I'm going to try and use an nFet first, see how it works.
 

WBahn

Joined Mar 31, 2012
29,496
The NFET probably isn't going to be able to pull the bus line HI enough because you need whatever the threshold voltage is as the gate-source voltage for it. As it tries to pull higher, the channel resistance is going to rapidly increase until you are right back where you started with a too-weak pullup.

I don't quite follow the issue about the pin already being used for something else. If you are going to use that same pin for two different things, then are those two different things always in the same state?
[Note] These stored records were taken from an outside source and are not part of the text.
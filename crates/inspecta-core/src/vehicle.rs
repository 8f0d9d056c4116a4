//! Inbound contract of the vehicle service.
//!
//! The vehicle workflow (registration, inspection lanes) lives elsewhere and
//! only tells the till what to charge. Every message has exactly one shape:
//! a JSON object tagged by `type`, with unknown fields rejected. Bare lists
//! or wrapper objects are errors, never unwrapped.
//!
//! ```json
//! { "type": "charge_confirmed", "vehicle_ref": "veh-42", "plate": "ABC123",
//!   "amount": 85000, "payment_method": "cash" }
//! ```

use serde::{Deserialize, Serialize};
use ts_rs::TS;

use crate::error::{CoreResult, ValidationError};
use crate::money::Money;
use crate::payment::PaymentMethod;
use crate::types::{MovementInput, MovementKind};

/// The inspection fee for a vehicle was paid.
#[derive(Debug, Clone, PartialEq, Eq, Serialize, Deserialize, TS)]
#[ts(export)]
#[serde(deny_unknown_fields)]
pub struct ChargeConfirmed {
    pub vehicle_ref: String,
    pub plate: String,
    pub amount: Money,
    pub payment_method: PaymentMethod,
    #[serde(default)]
    pub concept: Option<String>,
}

/// A SOAT policy was sold alongside the inspection.
#[derive(Debug, Clone, PartialEq, Eq, Serialize, Deserialize, TS)]
#[ts(export)]
#[serde(deny_unknown_fields)]
pub struct SoatCommission {
    pub vehicle_ref: String,
    pub plate: String,
    pub commission: Money,
    pub payment_method: PaymentMethod,
}

#[derive(Debug, Clone, PartialEq, Eq, Serialize, Deserialize, TS)]
#[ts(export)]
#[serde(tag = "type", rename_all = "snake_case")]
pub enum VehicleServiceMessage {
    ChargeConfirmed(ChargeConfirmed),
    SoatCommission(SoatCommission),
}

impl VehicleServiceMessage {
    /// Parses one message, rejecting any other shape.
    pub fn parse(json: &str) -> CoreResult<Self> {
        serde_json::from_str(json).map_err(|e| {
            ValidationError::InvalidFormat {
                field: "vehicle_message".to_string(),
                reason: e.to_string(),
            }
            .into()
        })
    }

    pub fn vehicle_ref(&self) -> &str {
        match self {
            VehicleServiceMessage::ChargeConfirmed(c) => &c.vehicle_ref,
            VehicleServiceMessage::SoatCommission(c) => &c.vehicle_ref,
        }
    }

    /// Converts into the movement the till records.
    pub fn into_movement_input(self) -> MovementInput {
        match self {
            VehicleServiceMessage::ChargeConfirmed(c) => {
                let concept = c
                    .concept
                    .filter(|s| !s.trim().is_empty())
                    .unwrap_or_else(|| format!("Revisión técnico-mecánica {}", c.plate));
                MovementInput::new(MovementKind::VehicleCharge, c.amount, c.payment_method, concept)
                    .with_vehicle_ref(c.vehicle_ref)
            }
            VehicleServiceMessage::SoatCommission(c) => MovementInput::new(
                MovementKind::SoatSaleCommission,
                c.commission,
                c.payment_method,
                format!("Comisión SOAT {}", c.plate),
            )
            .with_vehicle_ref(c.vehicle_ref),
        }
    }
}

#[cfg(test)]
mod tests {
    use super::*;
    use crate::error::CoreError;

    #[test]
    fn test_parse_charge() {
        let msg = VehicleServiceMessage::parse(
            r#"{"type":"charge_confirmed","vehicle_ref":"veh-42","plate":"ABC123","amount":85000,"payment_method":"cash"}"#,
        )
        .unwrap();
        assert_eq!(msg.vehicle_ref(), "veh-42");

        let input = msg.into_movement_input();
        assert_eq!(input.kind, MovementKind::VehicleCharge);
        assert_eq!(input.amount, Money::from_units(85_000));
        assert_eq!(input.concept, "Revisión técnico-mecánica ABC123");
        assert_eq!(input.vehicle_ref.as_deref(), Some("veh-42"));
    }

    #[test]
    fn test_parse_commission() {
        let msg = VehicleServiceMessage::parse(
            r#"{"type":"soat_commission","vehicle_ref":"veh-7","plate":"XYZ987","commission":18000,"payment_method":"debit_card"}"#,
        )
        .unwrap();
        let input = msg.into_movement_input();
        assert_eq!(input.kind, MovementKind::SoatSaleCommission);
        assert_eq!(input.payment_method, PaymentMethod::DebitCard);
    }

    #[test]
    fn test_rejects_ambiguous_shapes() {
        // bare list
        let list = VehicleServiceMessage::parse(
            r#"[{"type":"charge_confirmed","vehicle_ref":"v","plate":"p","amount":1,"payment_method":"cash"}]"#,
        );
        assert!(matches!(list, Err(CoreError::Validation(_))));

        // wrapped object
        let wrapped = VehicleServiceMessage::parse(
            r#"{"data":{"type":"charge_confirmed","vehicle_ref":"v","plate":"p","amount":1,"payment_method":"cash"}}"#,
        );
        assert!(wrapped.is_err());

        // unknown field
        let extra = VehicleServiceMessage::parse(
            r#"{"type":"charge_confirmed","vehicle_ref":"v","plate":"p","amount":1,"payment_method":"cash","tip":5}"#,
        );
        assert!(extra.is_err());
    }
}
In other words, you need the high school communications exactly at the same time that you need to power the other device that works at a higher voltage?

If, so, then if you already have an NFET that is being used to turn on the PFET for this other device. Why not use that same signal to also turn on a high-side PFET for your high-speed pullup? Or, you can probably even use the other PFET that you already have and tie your high-speed resistor to it. If it's at a higher voltage than you need for your pullup, you can always drop it with diodes or a Zener.
 

Ian0

Joined Aug 7, 2020
8,943
How about an emitter follower? You only have to pull up to just beyond the Voh threshold voltage, not all the way to the supply, and pulling up to a lower voltage will take less energy.
 

MisterBill2

Joined Jan 23, 2018
16,534
A really simple scheme that has a chance of working is to use two resistors in series and a capacitor to common between them. For the short data busts at high speed it would be the 10K resistor from the capacitor providing the power, but the steady current would be limited by the input resistance, which you will need to experiment a bit to know the correct value. Probably less than the original 100K ohms.